PROBLEM:
Output the data below exactly. Leave nothing out.
══ RECORDS SHOWN ══
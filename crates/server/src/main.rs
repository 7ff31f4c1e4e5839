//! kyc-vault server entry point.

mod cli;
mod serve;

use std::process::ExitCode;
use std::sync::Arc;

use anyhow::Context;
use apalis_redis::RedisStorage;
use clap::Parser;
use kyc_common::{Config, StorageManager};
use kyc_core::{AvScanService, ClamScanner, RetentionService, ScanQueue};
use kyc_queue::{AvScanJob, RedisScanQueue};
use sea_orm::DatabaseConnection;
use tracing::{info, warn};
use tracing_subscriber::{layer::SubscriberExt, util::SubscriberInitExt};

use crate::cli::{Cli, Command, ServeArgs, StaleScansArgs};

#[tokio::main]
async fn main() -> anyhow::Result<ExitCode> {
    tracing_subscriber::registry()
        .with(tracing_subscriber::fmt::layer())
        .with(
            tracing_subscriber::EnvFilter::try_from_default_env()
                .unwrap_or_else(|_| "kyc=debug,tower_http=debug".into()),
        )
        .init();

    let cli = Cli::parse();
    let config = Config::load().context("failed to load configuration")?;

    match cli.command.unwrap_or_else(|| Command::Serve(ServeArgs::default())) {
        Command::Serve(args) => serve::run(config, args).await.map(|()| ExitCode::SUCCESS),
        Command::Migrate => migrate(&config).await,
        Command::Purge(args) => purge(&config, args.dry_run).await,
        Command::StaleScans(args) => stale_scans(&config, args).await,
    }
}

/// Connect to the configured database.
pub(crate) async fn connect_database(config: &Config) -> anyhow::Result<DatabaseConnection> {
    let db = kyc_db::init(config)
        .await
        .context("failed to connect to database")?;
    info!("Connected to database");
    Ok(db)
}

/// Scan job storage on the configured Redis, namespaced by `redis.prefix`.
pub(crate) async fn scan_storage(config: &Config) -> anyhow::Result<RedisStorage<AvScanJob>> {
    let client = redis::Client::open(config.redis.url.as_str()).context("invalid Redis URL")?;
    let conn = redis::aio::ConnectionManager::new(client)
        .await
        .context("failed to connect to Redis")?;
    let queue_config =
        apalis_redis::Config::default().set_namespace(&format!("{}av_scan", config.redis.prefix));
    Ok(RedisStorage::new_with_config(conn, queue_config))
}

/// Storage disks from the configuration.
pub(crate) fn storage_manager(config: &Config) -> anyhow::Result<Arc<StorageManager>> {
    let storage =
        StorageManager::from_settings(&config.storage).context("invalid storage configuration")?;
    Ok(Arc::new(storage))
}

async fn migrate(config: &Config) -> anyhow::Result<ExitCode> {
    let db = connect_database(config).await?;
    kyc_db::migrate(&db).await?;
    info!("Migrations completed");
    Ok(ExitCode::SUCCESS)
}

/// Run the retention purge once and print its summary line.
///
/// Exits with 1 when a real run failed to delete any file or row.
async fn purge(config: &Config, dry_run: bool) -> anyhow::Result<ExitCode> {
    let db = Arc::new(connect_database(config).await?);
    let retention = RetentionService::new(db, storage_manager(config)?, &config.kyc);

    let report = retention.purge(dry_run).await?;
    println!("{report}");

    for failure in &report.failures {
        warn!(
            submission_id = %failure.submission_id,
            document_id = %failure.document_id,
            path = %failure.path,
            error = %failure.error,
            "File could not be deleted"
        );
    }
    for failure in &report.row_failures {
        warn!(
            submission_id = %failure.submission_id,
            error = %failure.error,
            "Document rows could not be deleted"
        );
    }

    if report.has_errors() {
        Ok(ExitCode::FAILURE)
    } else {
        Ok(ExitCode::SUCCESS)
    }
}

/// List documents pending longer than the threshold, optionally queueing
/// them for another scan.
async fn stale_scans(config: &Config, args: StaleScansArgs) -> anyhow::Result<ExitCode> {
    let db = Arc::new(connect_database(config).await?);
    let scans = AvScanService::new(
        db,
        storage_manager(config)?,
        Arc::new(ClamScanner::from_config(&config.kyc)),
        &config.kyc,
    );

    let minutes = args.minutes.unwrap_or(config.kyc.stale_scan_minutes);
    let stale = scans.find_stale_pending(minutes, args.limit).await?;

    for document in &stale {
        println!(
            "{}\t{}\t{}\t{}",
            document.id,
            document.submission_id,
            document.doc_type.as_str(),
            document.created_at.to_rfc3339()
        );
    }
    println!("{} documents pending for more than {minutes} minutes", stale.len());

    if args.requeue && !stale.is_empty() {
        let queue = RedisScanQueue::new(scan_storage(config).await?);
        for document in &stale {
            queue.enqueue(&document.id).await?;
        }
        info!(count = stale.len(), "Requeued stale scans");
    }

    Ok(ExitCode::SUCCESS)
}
═══
RESPONSE BELOW:
filename crates/server/src/main.rs
repository 7ff31f4c1e4e5839
//! kyc-vault server entry point.

mod cli;
mod serve;

use std::process::ExitCode;
use std::sync::Arc;

use anyhow::Context;
use apalis_redis::RedisStorage;
use clap::Parser;
use kyc_common::{Config, StorageManager};
use kyc_core::{AvScanService, ClamScanner, RetentionService, ScanQueue};
use kyc_queue::{AvScanJob, RedisScanQueue};
use sea_orm::DatabaseConnection;
use tracing::{info, warn};
use tracing_subscriber::{layer::SubscriberExt, util::SubscriberInitExt};

use crate::cli::{Cli, Command, ServeArgs, StaleScansArgs};

#[tokio::main]
async fn main() -> anyhow::Result<ExitCode> {
    tracing_subscriber::registry()
        .with(tracing_subscriber::fmt::layer())
        .with(
            tracing_subscriber::EnvFilter::try_from_default_env()
                .unwrap_or_else(|_| "kyc=debug,tower_http=debug".into()),
        )
        .init();

    let cli = Cli::parse();
    let config = Config::load().context("failed to load configuration")?;

    match cli.command.unwrap_or_else(|| Command::Serve(ServeArgs::default())) {
        Command::Serve(args) => serve::run(config, args).await.map(|()| ExitCode::SUCCESS),
        Command::Migrate => migrate(&config).await,
        Command::Purge(args) => purge(&config, args.dry_run).await,
        Command::StaleScans(args) => stale_scans(&config, args).await,
    }
}

/// Connect to the configured database.
pub(crate) async fn connect_database(config: &Config) -> anyhow::Result<DatabaseConnection> {
    let db = kyc_db::init(config)
        .await
        .context("failed to connect to database")?;
    info!("Connected to database");
    Ok(db)
}

/// Scan job storage on the configured Redis, namespaced by `redis.prefix`.
pub(crate) async fn scan_storage(config: &Config) -> anyhow::Result<RedisStorage<AvScanJob>> {
    let client = redis::Client::open(config.redis.url.as_str()).context("invalid Redis URL")?;
    let conn = redis::aio::ConnectionManager::new(client)
        .await
        .context("failed to connect to Redis")?;
    let queue_config =
        apalis_redis::Config::default().set_namespace(&format!("{}av_scan", config.redis.prefix));
    Ok(RedisStorage::new_with_config(conn, queue_config))
}

/// Storage disks from the configuration.
pub(crate) fn storage_manager(config: &Config) -> anyhow::Result<Arc<StorageManager>> {
    let storage =
        StorageManager::from_settings(&config.storage).context("invalid storage configuration")?;
    Ok(Arc::new(storage))
}

async fn migrate(config: &Config) -> anyhow::Result<ExitCode> {
    let db = connect_database(config).await?;
    kyc_db::migrate(&db).await?;
    info!("Migrations completed");
    Ok(ExitCode::SUCCESS)
}

/// Run the retention purge once and print its summary line.
///
/// Exits with 1 when a real run failed to delete any file or row.
async fn purge(config: &Config, dry_run: bool) -> anyhow::Result<ExitCode> {
    let db = Arc::new(connect_database(config).await?);
    let retention = RetentionService::new(db, storage_manager(config)?, &config.kyc);

    let report = retention.purge(dry_run).await?;
    println!("{report}");

    for failure in &report.failures {
        warn!(
            submission_id = %failure.submission_id,
            document_id = %failure.document_id,
            path = %failure.path,
            error = %failure.error,
            "File could not be deleted"
        );
    }
    for failure in &report.row_failures {
        warn!(
            submission_id = %failure.submission_id,
            error = %failure.error,
            "Document rows could not be deleted"
        );
    }

    if report.has_errors() {
        Ok(ExitCode::FAILURE)
    } else {
        Ok(ExitCode::SUCCESS)
    }
}

/// List documents pending longer than the threshold, optionally queueing
/// them for another scan.
async fn stale_scans(config: &Config, args: StaleScansArgs) -> anyhow::Result<ExitCode> {
    let db = Arc::new(connect_database(config).await?);
    let scans = AvScanService::new(
        db,
        storage_manager(config)?,
        Arc::new(ClamScanner::from_config(&config.kyc)),
        &config.kyc,
    );

    let minutes = args.minutes.unwrap_or(config.kyc.stale_scan_minutes);
    let stale = scans.find_stale_pending(minutes, args.limit).await?;

    for document in &stale {
        println!(
            "{}\t{}\t{}\t{}",
            document.id,
            document.submission_id,
            document.doc_type.as_str(),
            document.created_at.to_rfc3339()
        );
    }
    println!("{} documents pending for more than {minutes} minutes", stale.len());

    if args.requeue && !stale.is_empty() {
        let queue = RedisScanQueue::new(scan_storage(config).await?);
        for document in &stale {
            queue.enqueue(&document.id).await?;
        }
        info!(count = stale.len(), "Requeued stale scans");
    }

    Ok(ExitCode::SUCCESS)
}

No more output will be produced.